Once the line with "renders no table." is found in the data, output it and each following line exactly, up to and including the line with "pub struct PricingRow", and nothing before or after.

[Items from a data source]
.....

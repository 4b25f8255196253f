//! Embedded JSON tables and section descriptions.
//!
//! The generator emits structured tables as fenced blocks:
//!
//! ````text
//! ```veliz_scope_table
//! {"rows": [{"area": "Lobby", "frequency": "Daily", "costPerVisit": 45}]}
//! ```
//! ````
//!
//! A malformed block is never fatal. The public `parse_*` functions log the
//! [`TableParseError`] and return `None`, and the template renders no table.

use crate::config::{DEFAULT_PRICING_DESCRIPTION, DEFAULT_SCOPE_DESCRIPTION};
use crate::content::sections::Section;
use crate::error::TableParseError;
use crate::patterns::{self, PRICING_TABLE_TAG, SCOPE_TABLE_TAG};
use serde::de::DeserializeOwned;
use serde::{Deserialize, Serialize};
use std::fmt;
use tracing::{debug, warn};

/// A table cell the generator may write either as a number or as
/// preformatted text such as `"$45.00"`.
#[derive(Debug, Clone, PartialEq, Serialize, Deserialize)]
#[serde(untagged)]
pub enum CellValue {
    Number(f64),
    Text(String),
}

impl CellValue {
    /// Numeric value, reading text like `"$1,250.50"` when possible.
    pub fn as_f64(&self) -> Option<f64> {
        match self {
            CellValue::Number(n) => Some(*n),
            CellValue::Text(t) => {
                let cleaned: String = t
                    .chars()
                    .filter(|c| c.is_ascii_digit() || *c == '.' || *c == '-')
                    .collect();
                cleaned.parse().ok()
            }
        }
    }
}

impl fmt::Display for CellValue {
    fn fmt(&self, f: &mut fmt::Formatter<'_>) -> fmt::Result {
        match self {
            CellValue::Number(n) => write!(f, "{n:.2}"),
            CellValue::Text(t) => f.write_str(t),
        }
    }
}

/// One serviced area of the scope table.
#[derive(Debug, Clone, PartialEq, Serialize, Deserialize)]
#[serde(rename_all = "camelCase")]
pub struct ScopeRow {
    pub area: String,
    #[serde(default)]
    pub frequency: String,
    #[serde(default)]
    pub cost_per_visit: Option<CellValue>,
    #[serde(default)]
    pub monthly_cost: Option<CellValue>,
    #[serde(default)]
    pub note: Option<String>,
}

#[derive(Debug, Clone, Default, PartialEq, Serialize, Deserialize)]
pub struct ScopeTable {
    pub rows: Vec<ScopeRow>,
}

#[derive(Debug, Clone, PartialEq, Serialize, Deserialize)]
#[serde(rename_all = "camelCase")]
pub struct PricingRow {
    #[serde(alias = "item", alias = "label")]
    pub service: String,
    #[serde(default)]
    pub frequency: Option<String>,
    #[serde(default)]
    pub quantity: Option<CellValue>,
    #[serde(default)]
    pub rate: Option<CellValue>,
    #[serde(default, alias = "price", alias = "total")]
    pub amount: Option<CellValue>,
}

#[derive(Debug, Clone, Default, PartialEq, Serialize, Deserialize)]
pub struct PricingSummary {
    #[serde(default)]
    pub subtotal: Option<CellValue>,
    #[serde(default)]
    pub tax: Option<CellValue>,
    #[serde(default)]
    pub total: Option<CellValue>,
}

#[derive(Debug, Clone, Default, PartialEq, Serialize, Deserialize)]
pub struct PricingTable {
    pub rows: Vec<PricingRow>,
    #[serde(default)]
    pub summary: Option<PricingSummary>,
}

/// Body of the first fence tagged `tag`.
pub fn fence_body(content: &str, tag: &str) -> Result<String, TableParseError> {
    let mut lines = content.lines();
    if !lines
        .by_ref()
        .any(|line| patterns::fence_marker(line) == Some(tag))
    {
        return Err(TableParseError::FenceMissing {
            tag: tag.to_string(),
        });
    }
    let mut body = Vec::new();
    for line in lines {
        if patterns::fence_marker(line) == Some("") {
            return Ok(body.join("\n"));
        }
        body.push(line);
    }
    Err(TableParseError::Unterminated {
        tag: tag.to_string(),
    })
}

fn try_parse<T: DeserializeOwned>(content: &str, tag: &str) -> Result<T, TableParseError> {
    let body = fence_body(content, tag)?;
    serde_json::from_str(&body).map_err(|e| TableParseError::MalformedJson {
        tag: tag.to_string(),
        detail: e.to_string(),
    })
}

fn parse_or_log<T: DeserializeOwned>(content: &str, tag: &str) -> Option<T> {
    match try_parse(content, tag) {
        Ok(table) => Some(table),
        Err(e @ TableParseError::FenceMissing { .. }) => {
            debug!("{}", e);
            None
        }
        Err(e) => {
            warn!("Ignoring table: {}", e);
            None
        }
    }
}

/// Parse the first `veliz_scope_table` fence, reporting why it failed.
pub fn try_parse_scope_table(content: &str) -> Result<ScopeTable, TableParseError> {
    try_parse(content, SCOPE_TABLE_TAG)
}

/// Parse the first `veliz_pricing_table` fence, reporting why it failed.
pub fn try_parse_pricing_table(content: &str) -> Result<PricingTable, TableParseError> {
    try_parse(content, PRICING_TABLE_TAG)
}

/// Parse the first `veliz_scope_table` fence. `None` when the fence is
/// missing, unterminated or not valid JSON.
pub fn parse_scope_table(content: &str) -> Option<ScopeTable> {
    parse_or_log(content, SCOPE_TABLE_TAG)
}

/// Parse the first `veliz_pricing_table` fence. `None` when the fence is
/// missing, unterminated or not valid JSON.
pub fn parse_pricing_table(content: &str) -> Option<PricingTable> {
    parse_or_log(content, PRICING_TABLE_TAG)
}

/// Fallback description for a table-only section with fence `tag`.
pub fn default_description(tag: &str) -> &'static str {
    if tag == PRICING_TABLE_TAG {
        DEFAULT_PRICING_DESCRIPTION
    } else {
        DEFAULT_SCOPE_DESCRIPTION
    }
}

/// Free text of `section` that introduces its `tag` table, using the
/// built-in fallback for a table-only section.
pub fn extract_description(section: &Section, tag: &str) -> String {
    extract_description_or(section, tag, default_description(tag))
}

/// Like [`extract_description`] with a caller-chosen fallback.
///
/// Lines before the fence opens that are neither headings nor bullets are
/// trimmed and joined with single spaces. Without a fence, every such line
/// outside other fences counts and the result may be empty.
pub fn extract_description_or(section: &Section, tag: &str, fallback: &str) -> String {
    let mut parts = Vec::new();
    let mut in_fence = false;
    let mut has_table = false;

    for line in section.content.lines() {
        if let Some(marker) = patterns::fence_marker(line) {
            if !in_fence && marker == tag {
                has_table = true;
                break;
            }
            in_fence = !in_fence;
            continue;
        }
        let text = line.trim();
        if in_fence || text.is_empty() || patterns::is_heading(line) || patterns::is_bullet(line) {
            continue;
        }
        parts.push(text);
    }

    if parts.is_empty() && has_table {
        fallback.to_string()
    } else {
        parts.join(" ")
    }
}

.....

> [EXERCISE RESPONSE]:
//! [`TableParseError`] and return `None`, and the template renders no table.

use crate::config::{DEFAULT_PRICING_DESCRIPTION, DEFAULT_SCOPE_DESCRIPTION};
use crate::content::sections::Section;
use crate::error::TableParseError;
use crate::patterns::{self, PRICING_TABLE_TAG, SCOPE_TABLE_TAG};
use serde::de::DeserializeOwned;
use serde::{Deserialize, Serialize};
use std::fmt;
use tracing::{debug, warn};

/// A table cell the generator may write either as a number or as
/// preformatted text such as `"$45.00"`.
#[derive(Debug, Clone, PartialEq, Serialize, Deserialize)]
#[serde(untagged)]
pub enum CellValue {
    Number(f64),
    Text(String),
}

impl CellValue {
    /// Numeric value, reading text like `"$1,250.50"` when possible.
    pub fn as_f64(&self) -> Option<f64> {
        match self {
            CellValue::Number(n) => Some(*n),
            CellValue::Text(t) => {
                let cleaned: String = t
                    .chars()
                    .filter(|c| c.is_ascii_digit() || *c == '.' || *c == '-')
                    .collect();
                cleaned.parse().ok()
            }
        }
    }
}

impl fmt::Display for CellValue {
    fn fmt(&self, f: &mut fmt::Formatter<'_>) -> fmt::Result {
        match self {
            CellValue::Number(n) => write!(f, "{n:.2}"),
            CellValue::Text(t) => f.write_str(t),
        }
    }
}

/// One serviced area of the scope table.
#[derive(Debug, Clone, PartialEq, Serialize, Deserialize)]
#[serde(rename_all = "camelCase")]
pub struct ScopeRow {
    pub area: String,
    #[serde(default)]
    pub frequency: String,
    #[serde(default)]
    pub cost_per_visit: Option<CellValue>,
    #[serde(default)]
    pub monthly_cost: Option<CellValue>,
    #[serde(default)]
    pub note: Option<String>,
}

#[derive(Debug, Clone, Default, PartialEq, Serialize, Deserialize)]
pub struct ScopeTable {
    pub rows: Vec<ScopeRow>,
}

#[derive(Debug, Clone, PartialEq, Serialize, Deserialize)]
#[serde(rename_all = "camelCase")]
pub struct PricingRow {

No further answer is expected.